-- What this task involves --
Where does the string "FetchError" appear in the records? Copy each line that holds it.
___ Source data ___
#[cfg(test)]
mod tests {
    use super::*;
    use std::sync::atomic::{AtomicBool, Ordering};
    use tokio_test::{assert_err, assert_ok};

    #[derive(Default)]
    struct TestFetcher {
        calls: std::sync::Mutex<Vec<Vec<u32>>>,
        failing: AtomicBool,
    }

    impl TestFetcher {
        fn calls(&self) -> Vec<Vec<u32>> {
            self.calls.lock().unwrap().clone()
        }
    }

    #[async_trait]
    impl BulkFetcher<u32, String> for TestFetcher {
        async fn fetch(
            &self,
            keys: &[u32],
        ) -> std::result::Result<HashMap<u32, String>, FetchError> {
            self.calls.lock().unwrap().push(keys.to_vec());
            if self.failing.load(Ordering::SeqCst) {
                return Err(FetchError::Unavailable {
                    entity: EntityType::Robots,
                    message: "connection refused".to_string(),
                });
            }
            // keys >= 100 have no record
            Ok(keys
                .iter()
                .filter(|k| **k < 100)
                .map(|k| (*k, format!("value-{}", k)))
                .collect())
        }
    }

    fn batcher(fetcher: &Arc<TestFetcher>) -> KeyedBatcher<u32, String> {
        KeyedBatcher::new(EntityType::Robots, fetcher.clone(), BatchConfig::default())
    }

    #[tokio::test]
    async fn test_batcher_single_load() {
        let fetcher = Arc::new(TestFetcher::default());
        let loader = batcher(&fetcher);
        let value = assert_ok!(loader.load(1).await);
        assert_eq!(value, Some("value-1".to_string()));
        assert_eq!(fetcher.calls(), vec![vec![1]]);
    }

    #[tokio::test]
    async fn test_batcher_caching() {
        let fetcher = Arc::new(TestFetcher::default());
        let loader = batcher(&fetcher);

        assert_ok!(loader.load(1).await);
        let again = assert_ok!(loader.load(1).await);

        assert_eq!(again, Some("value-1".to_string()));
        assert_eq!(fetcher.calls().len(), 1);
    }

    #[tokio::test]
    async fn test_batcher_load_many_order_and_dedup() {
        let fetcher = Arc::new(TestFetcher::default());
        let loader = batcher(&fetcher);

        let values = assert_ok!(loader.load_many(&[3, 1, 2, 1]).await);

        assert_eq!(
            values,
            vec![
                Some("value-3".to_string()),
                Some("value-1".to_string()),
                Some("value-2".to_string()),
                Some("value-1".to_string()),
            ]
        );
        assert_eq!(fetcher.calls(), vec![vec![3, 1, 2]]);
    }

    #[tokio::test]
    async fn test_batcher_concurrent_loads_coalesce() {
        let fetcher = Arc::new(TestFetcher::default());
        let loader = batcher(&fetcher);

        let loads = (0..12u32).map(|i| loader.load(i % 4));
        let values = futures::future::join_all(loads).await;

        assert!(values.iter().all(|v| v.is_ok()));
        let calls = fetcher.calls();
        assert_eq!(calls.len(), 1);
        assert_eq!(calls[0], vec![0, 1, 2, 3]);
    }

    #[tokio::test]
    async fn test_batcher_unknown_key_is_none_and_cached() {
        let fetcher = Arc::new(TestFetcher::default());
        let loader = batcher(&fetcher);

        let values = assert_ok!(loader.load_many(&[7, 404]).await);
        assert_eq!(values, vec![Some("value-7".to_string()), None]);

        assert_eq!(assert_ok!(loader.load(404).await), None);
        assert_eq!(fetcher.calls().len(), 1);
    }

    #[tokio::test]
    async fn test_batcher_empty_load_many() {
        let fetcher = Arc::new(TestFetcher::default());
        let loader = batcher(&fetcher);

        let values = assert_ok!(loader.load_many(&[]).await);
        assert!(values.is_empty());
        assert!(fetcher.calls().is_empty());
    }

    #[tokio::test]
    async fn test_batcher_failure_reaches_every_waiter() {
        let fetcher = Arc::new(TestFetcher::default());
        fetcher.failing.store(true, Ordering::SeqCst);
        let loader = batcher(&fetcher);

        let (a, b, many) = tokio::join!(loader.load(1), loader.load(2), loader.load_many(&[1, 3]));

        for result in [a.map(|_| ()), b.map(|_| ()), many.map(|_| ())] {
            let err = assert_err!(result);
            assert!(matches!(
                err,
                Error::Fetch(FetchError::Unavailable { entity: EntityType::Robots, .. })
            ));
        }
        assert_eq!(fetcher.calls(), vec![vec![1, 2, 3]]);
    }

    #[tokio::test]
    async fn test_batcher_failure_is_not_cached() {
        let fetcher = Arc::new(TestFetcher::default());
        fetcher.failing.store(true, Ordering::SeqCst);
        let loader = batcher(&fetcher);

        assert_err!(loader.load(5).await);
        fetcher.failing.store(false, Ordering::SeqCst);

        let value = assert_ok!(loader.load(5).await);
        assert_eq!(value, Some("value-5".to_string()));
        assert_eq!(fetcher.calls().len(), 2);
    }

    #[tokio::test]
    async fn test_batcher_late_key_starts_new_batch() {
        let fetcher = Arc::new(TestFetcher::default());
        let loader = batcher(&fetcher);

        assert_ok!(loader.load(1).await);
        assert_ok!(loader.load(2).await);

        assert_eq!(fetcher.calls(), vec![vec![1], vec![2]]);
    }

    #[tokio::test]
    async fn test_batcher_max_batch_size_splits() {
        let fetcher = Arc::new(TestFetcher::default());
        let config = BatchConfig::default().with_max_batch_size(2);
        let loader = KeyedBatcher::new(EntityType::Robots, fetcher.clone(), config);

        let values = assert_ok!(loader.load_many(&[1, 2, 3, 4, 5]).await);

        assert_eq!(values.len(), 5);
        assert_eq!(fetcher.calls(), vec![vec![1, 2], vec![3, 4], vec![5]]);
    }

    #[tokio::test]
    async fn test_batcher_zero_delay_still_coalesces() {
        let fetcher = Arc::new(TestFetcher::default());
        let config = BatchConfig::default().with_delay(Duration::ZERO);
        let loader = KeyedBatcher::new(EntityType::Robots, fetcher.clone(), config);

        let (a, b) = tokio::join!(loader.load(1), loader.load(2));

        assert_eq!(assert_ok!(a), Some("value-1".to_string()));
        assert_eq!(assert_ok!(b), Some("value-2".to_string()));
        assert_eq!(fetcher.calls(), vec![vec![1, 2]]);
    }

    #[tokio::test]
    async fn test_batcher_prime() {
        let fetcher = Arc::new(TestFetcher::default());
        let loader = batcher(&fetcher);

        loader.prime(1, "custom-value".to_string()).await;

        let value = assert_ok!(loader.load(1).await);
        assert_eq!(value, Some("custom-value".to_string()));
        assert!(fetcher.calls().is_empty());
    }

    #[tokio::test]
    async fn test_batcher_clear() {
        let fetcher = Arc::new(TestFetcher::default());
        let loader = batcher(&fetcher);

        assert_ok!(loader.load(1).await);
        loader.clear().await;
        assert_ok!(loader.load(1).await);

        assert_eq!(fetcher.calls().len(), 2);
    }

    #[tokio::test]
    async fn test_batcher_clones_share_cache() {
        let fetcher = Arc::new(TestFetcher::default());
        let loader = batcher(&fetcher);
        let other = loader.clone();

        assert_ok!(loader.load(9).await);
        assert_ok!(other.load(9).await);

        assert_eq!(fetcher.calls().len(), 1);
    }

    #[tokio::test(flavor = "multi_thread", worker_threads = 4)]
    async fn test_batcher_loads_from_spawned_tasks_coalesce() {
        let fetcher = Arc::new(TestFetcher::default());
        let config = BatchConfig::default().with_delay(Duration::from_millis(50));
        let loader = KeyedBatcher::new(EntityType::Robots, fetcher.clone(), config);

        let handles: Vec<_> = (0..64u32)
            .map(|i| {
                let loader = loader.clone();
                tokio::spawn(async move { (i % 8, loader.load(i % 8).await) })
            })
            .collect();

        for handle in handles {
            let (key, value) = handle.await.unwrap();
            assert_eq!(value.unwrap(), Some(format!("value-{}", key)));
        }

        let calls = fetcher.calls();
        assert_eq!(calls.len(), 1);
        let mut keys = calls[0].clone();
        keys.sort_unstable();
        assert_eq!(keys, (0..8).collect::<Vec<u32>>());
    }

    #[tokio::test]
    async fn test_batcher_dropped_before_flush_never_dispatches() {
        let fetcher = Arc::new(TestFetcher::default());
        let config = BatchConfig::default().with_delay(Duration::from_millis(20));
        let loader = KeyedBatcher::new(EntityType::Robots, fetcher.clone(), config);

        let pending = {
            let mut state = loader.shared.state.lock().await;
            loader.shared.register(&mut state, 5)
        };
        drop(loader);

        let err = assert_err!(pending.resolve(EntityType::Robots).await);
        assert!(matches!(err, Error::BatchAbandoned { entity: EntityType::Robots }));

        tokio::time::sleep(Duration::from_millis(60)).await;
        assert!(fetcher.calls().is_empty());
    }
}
___
-- Task result --
        ) -> std::result::Result<HashMap<u32, String>, FetchError> {
                return Err(FetchError::Unavailable {
                Error::Fetch(FetchError::Unavailable { entity: EntityType::Robots, .. })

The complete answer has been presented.